PROBLEM REQUIREMENTS:
The full set of records below is to be reproduced without a single alteration.
===== TASK INPUT =====
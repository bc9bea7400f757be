//! Integration tests for the request → router → handler → state pipeline.
//!
//! Requests are fed to [`AppService`] as raw bytes, exactly as the server
//! adapter would hand them over.

use crate::mock_ports::{MockClock, MockSystem, RecordingSink};

use apmonitor::app::events::AppEvent;
use apmonitor::app::service::AppService;
use apmonitor::config::SystemConfig;
use apmonitor::http::request::HttpRequest;
use apmonitor::http::response::{CONTENT_TYPE_HTML, CONTENT_TYPE_JSON, HttpResponse};

struct Harness {
    app: AppService,
    clock: MockClock,
    system: MockSystem,
    sink: RecordingSink,
}

impl Harness {
    fn new() -> Self {
        let mut app = AppService::new(&SystemConfig::default());
        let clock = MockClock::default();
        let mut sink = RecordingSink::new();
        app.start(0, &mut sink);
        sink.clear();
        Self {
            app,
            clock,
            system: MockSystem::default(),
            sink,
        }
    }

    fn send(&mut self, raw: &str) -> HttpResponse {
        let req = HttpRequest::parse(raw.as_bytes()).unwrap();
        self.app
            .handle_request(&req, &self.clock, &self.system, &mut self.sink)
    }

    fn post_form(&mut self, body: &str) -> HttpResponse {
        self.send(&format!(
            "POST /api/color HTTP/1.1\r\nHost: 192.168.4.1\r\n\
             Content-Type: application/x-www-form-urlencoded\r\n\
             Content-Length: {}\r\n\r\n{body}",
            body.len()
        ))
    }

    fn get_color(&mut self) -> HttpResponse {
        self.send("GET /api/color HTTP/1.1\r\nHost: 192.168.4.1\r\n\r\n")
    }
}

// ── Color API ─────────────────────────────────────────────────

#[test]
fn post_valid_color_then_get_returns_it() {
    let mut h = Harness::new();

    let resp = h.post_form("value=%23fff");
    assert_eq!(resp.status(), 200);
    assert_eq!(resp.content_type(), CONTENT_TYPE_JSON);
    assert_eq!(resp.body(), r##"{"color":"#fff"}"##);

    let resp = h.get_color();
    assert_eq!(resp.status(), 200);
    assert_eq!(resp.body(), r##"{"color":"#fff"}"##);
}

#[test]
fn post_invalid_color_is_rejected_and_state_kept() {
    let mut h = Harness::new();
    h.post_form("value=%23123456");

    let resp = h.post_form("value=notacolor");
    assert_eq!(resp.status(), 400);
    assert_eq!(
        resp.body(),
        r#"{"error":"invalid color. use #RRGGBB or #RGB"}"#
    );

    assert_eq!(h.get_color().body(), r##"{"color":"#123456"}"##);
    assert_eq!(h.sink.events.last(), Some(&AppEvent::ColorRejected));
}

#[test]
fn get_color_defaults_before_any_post() {
    let mut h = Harness::new();
    assert_eq!(h.get_color().body(), r##"{"color":"#007bff"}"##);
}

#[test]
fn raw_body_fallback_accepts_bare_color() {
    let mut h = Harness::new();
    let resp = h.send(
        "POST /api/color HTTP/1.1\r\nContent-Type: text/plain\r\nContent-Length: 8\r\n\r\n#00ff00\n",
    );
    assert_eq!(resp.status(), 200);
    assert_eq!(h.get_color().body(), r##"{"color":"#00ff00"}"##);
}

#[test]
fn query_value_is_accepted_on_post() {
    let mut h = Harness::new();
    let resp = h.send("POST /api/color?value=%23AbC HTTP/1.1\r\n\r\n");
    assert_eq!(resp.status(), 200);
    assert_eq!(resp.body(), r##"{"color":"#AbC"}"##);
}

#[test]
fn color_case_is_preserved() {
    let mut h = Harness::new();
    h.post_form("value=%23AaBbCc");
    assert_eq!(h.get_color().body(), r##"{"color":"#AaBbCc"}"##);
}

#[test]
fn color_change_event_carries_both_values() {
    let mut h = Harness::new();
    h.post_form("value=%23dc3545");
    match h.sink.events.as_slice() {
        [AppEvent::ColorChanged { from, to }] => {
            assert_eq!(from.as_str(), "#007bff");
            assert_eq!(to.as_str(), "#dc3545");
        }
        other => panic!("unexpected events: {other:?}"),
    }
}

// ── Status page ───────────────────────────────────────────────

#[test]
fn index_contains_color_and_one_decimal_value() {
    let mut h = Harness::new();
    h.post_form("value=%23198754");
    h.clock.set(42_000);

    let resp = h.send("GET / HTTP/1.1\r\n\r\n");
    assert_eq!(resp.status(), 200);
    assert_eq!(resp.content_type(), CONTENT_TYPE_HTML);
    let body = resp.body();
    assert!(body.contains("#198754"));
    assert!(body.contains("<div class='value-number'>23.5</div>"));
    assert!(body.contains("ESP32 IP: 192.168.4.1"));
    assert!(body.contains("SSID: ESP32-Access-Point"));
    assert!(body.contains("Last update: 42s"));
    assert!(body.contains("Free heap: 180000 bytes"));
}

#[test]
fn index_ignores_query_string() {
    let mut h = Harness::new();
    let resp = h.send("GET /?x=1 HTTP/1.1\r\n\r\n");
    assert_eq!(resp.status(), 200);
}

#[test]
fn index_after_failed_ap_shows_unspecified_address() {
    let mut h = Harness::new();
    h.system.ip = std::net::Ipv4Addr::UNSPECIFIED;
    let resp = h.send("GET / HTTP/1.1\r\n\r\n");
    assert!(resp.body().contains("ESP32 IP: 0.0.0.0"));
}

// ── Not found ─────────────────────────────────────────────────

#[test]
fn unknown_path_returns_diagnostic_404() {
    let mut h = Harness::new();
    let resp = h.send("GET /nope HTTP/1.1\r\n\r\n");
    assert_eq!(resp.status(), 404);
    assert!(resp.body().contains("URI: /nope"));
    assert!(resp.body().contains("Method: GET"));
    assert!(resp.body().contains("Arguments: 0"));
}

#[test]
fn wrong_method_on_color_endpoint_is_404() {
    let mut h = Harness::new();
    let resp = h.send("PUT /api/color?value=%23fff HTTP/1.1\r\n\r\n");
    assert_eq!(resp.status(), 404);
    assert!(resp.body().contains("Method: PUT"));
    assert!(resp.body().contains(" value: #fff\n"));
    assert_eq!(h.get_color().body(), r##"{"color":"#007bff"}"##);
}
=====
OUTPUT BELOW:
repository bc9bea7400f757be
//! Integration tests for the request → router → handler → state pipeline.
//!
//! Requests are fed to [`AppService`] as raw bytes, exactly as the server
//! adapter would hand them over.

use crate::mock_ports::{MockClock, MockSystem, RecordingSink};

use apmonitor::app::events::AppEvent;
use apmonitor::app::service::AppService;
use apmonitor::config::SystemConfig;
use apmonitor::http::request::HttpRequest;
use apmonitor::http::response::{CONTENT_TYPE_HTML, CONTENT_TYPE_JSON, HttpResponse};

struct Harness {
    app: AppService,
    clock: MockClock,
    system: MockSystem,
    sink: RecordingSink,
}

impl Harness {
    fn new() -> Self {
        let mut app = AppService::new(&SystemConfig::default());
        let clock = MockClock::default();
        let mut sink = RecordingSink::new();
        app.start(0, &mut sink);
        sink.clear();
        Self {
            app,
            clock,
            system: MockSystem::default(),
            sink,
        }
    }

    fn send(&mut self, raw: &str) -> HttpResponse {
        let req = HttpRequest::parse(raw.as_bytes()).unwrap();
        self.app
            .handle_request(&req, &self.clock, &self.system, &mut self.sink)
    }

    fn post_form(&mut self, body: &str) -> HttpResponse {
        self.send(&format!(
            "POST /api/color HTTP/1.1\r\nHost: 192.168.4.1\r\n\
             Content-Type: application/x-www-form-urlencoded\r\n\
             Content-Length: {}\r\n\r\n{body}",
            body.len()
        ))
    }

    fn get_color(&mut self) -> HttpResponse {
        self.send("GET /api/color HTTP/1.1\r\nHost: 192.168.4.1\r\n\r\n")
    }
}

// ── Color API ─────────────────────────────────────────────────

#[test]
fn post_valid_color_then_get_returns_it() {
    let mut h = Harness::new();

    let resp = h.post_form("value=%23fff");
    assert_eq!(resp.status(), 200);
    assert_eq!(resp.content_type(), CONTENT_TYPE_JSON);
    assert_eq!(resp.body(), r##"{"color":"#fff"}"##);

    let resp = h.get_color();
    assert_eq!(resp.status(), 200);
    assert_eq!(resp.body(), r##"{"color":"#fff"}"##);
}

#[test]
fn post_invalid_color_is_rejected_and_state_kept() {
    let mut h = Harness::new();
    h.post_form("value=%23123456");

    let resp = h.post_form("value=notacolor");
    assert_eq!(resp.status(), 400);
    assert_eq!(
        resp.body(),
        r#"{"error":"invalid color. use #RRGGBB or #RGB"}"#
    );

    assert_eq!(h.get_color().body(), r##"{"color":"#123456"}"##);
    assert_eq!(h.sink.events.last(), Some(&AppEvent::ColorRejected));
}

#[test]
fn get_color_defaults_before_any_post() {
    let mut h = Harness::new();
    assert_eq!(h.get_color().body(), r##"{"color":"#007bff"}"##);
}

#[test]
fn raw_body_fallback_accepts_bare_color() {
    let mut h = Harness::new();
    let resp = h.send(
        "POST /api/color HTTP/1.1\r\nContent-Type: text/plain\r\nContent-Length: 8\r\n\r\n#00ff00\n",
    );
    assert_eq!(resp.status(), 200);
    assert_eq!(h.get_color().body(), r##"{"color":"#00ff00"}"##);
}

#[test]
fn query_value_is_accepted_on_post() {
    let mut h = Harness::new();
    let resp = h.send("POST /api/color?value=%23AbC HTTP/1.1\r\n\r\n");
    assert_eq!(resp.status(), 200);
    assert_eq!(resp.body(), r##"{"color":"#AbC"}"##);
}

#[test]
fn color_case_is_preserved() {
    let mut h = Harness::new();
    h.post_form("value=%23AaBbCc");
    assert_eq!(h.get_color().body(), r##"{"color":"#AaBbCc"}"##);
}

#[test]
fn color_change_event_carries_both_values() {
    let mut h = Harness::new();
    h.post_form("value=%23dc3545");
    match h.sink.events.as_slice() {
        [AppEvent::ColorChanged { from, to }] => {
            assert_eq!(from.as_str(), "#007bff");
            assert_eq!(to.as_str(), "#dc3545");
        }
        other => panic!("unexpected events: {other:?}"),
    }
}

// ── Status page ───────────────────────────────────────────────

#[test]
fn index_contains_color_and_one_decimal_value() {
    let mut h = Harness::new();
    h.post_form("value=%23198754");
    h.clock.set(42_000);

    let resp = h.send("GET / HTTP/1.1\r\n\r\n");
    assert_eq!(resp.status(), 200);
    assert_eq!(resp.content_type(), CONTENT_TYPE_HTML);
    let body = resp.body();
    assert!(body.contains("#198754"));
    assert!(body.contains("<div class='value-number'>23.5</div>"));
    assert!(body.contains("ESP32 IP: 192.168.4.1"));
    assert!(body.contains("SSID: ESP32-Access-Point"));
    assert!(body.contains("Last update: 42s"));
    assert!(body.contains("Free heap: 180000 bytes"));
}

#[test]
fn index_ignores_query_string() {
    let mut h = Harness::new();
    let resp = h.send("GET /?x=1 HTTP/1.1\r\n\r\n");
    assert_eq!(resp.status(), 200);
}

#[test]
fn index_after_failed_ap_shows_unspecified_address() {
    let mut h = Harness::new();
    h.system.ip = std::net::Ipv4Addr::UNSPECIFIED;
    let resp = h.send("GET / HTTP/1.1\r\n\r\n");
    assert!(resp.body().contains("ESP32 IP: 0.0.0.0"));
}

// ── Not found ─────────────────────────────────────────────────

#[test]
fn unknown_path_returns_diagnostic_404() {
    let mut h = Harness::new();
    let resp = h.send("GET /nope HTTP/1.1\r\n\r\n");
    assert_eq!(resp.status(), 404);
    assert!(resp.body().contains("URI: /nope"));
    assert!(resp.body().contains("Method: GET"));
    assert!(resp.body().contains("Arguments: 0"));
}

#[test]
fn wrong_method_on_color_endpoint_is_404() {
    let mut h = Harness::new();
    let resp = h.send("PUT /api/color?value=%23fff HTTP/1.1\r\n\r\n");
    assert_eq!(resp.status(), 404);
    assert!(resp.body().contains("Method: PUT"));
    assert!(resp.body().contains(" value: #fff\n"));
    assert_eq!(h.get_color().body(), r##"{"color":"#007bff"}"##);
}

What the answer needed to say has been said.